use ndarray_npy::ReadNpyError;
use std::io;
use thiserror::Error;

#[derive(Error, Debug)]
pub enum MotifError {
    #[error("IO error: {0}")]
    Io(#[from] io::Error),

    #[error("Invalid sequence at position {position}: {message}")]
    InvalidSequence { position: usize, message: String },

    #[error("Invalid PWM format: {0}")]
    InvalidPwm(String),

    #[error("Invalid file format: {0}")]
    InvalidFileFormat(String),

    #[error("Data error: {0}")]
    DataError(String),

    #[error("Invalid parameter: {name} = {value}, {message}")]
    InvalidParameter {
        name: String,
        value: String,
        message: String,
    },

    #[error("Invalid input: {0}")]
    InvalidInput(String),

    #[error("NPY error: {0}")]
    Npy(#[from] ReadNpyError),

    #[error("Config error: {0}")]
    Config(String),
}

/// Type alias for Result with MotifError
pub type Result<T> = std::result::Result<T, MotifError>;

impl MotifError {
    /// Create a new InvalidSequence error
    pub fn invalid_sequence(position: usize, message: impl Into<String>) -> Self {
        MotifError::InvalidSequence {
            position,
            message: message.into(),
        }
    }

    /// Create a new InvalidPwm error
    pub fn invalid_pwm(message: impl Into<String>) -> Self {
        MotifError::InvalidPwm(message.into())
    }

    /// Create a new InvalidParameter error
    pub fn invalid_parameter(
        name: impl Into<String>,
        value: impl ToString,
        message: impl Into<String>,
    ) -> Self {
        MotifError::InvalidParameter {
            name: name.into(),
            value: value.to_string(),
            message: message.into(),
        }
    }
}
__________________________________________________
* [Exercise objective]
Go through the records above. Copy each line in which the string "Self" appears.

* [Expected output]
    pub fn invalid_sequence(position: usize, message: impl Into<String>) -> Self {
    pub fn invalid_pwm(message: impl Into<String>) -> Self {
    ) -> Self {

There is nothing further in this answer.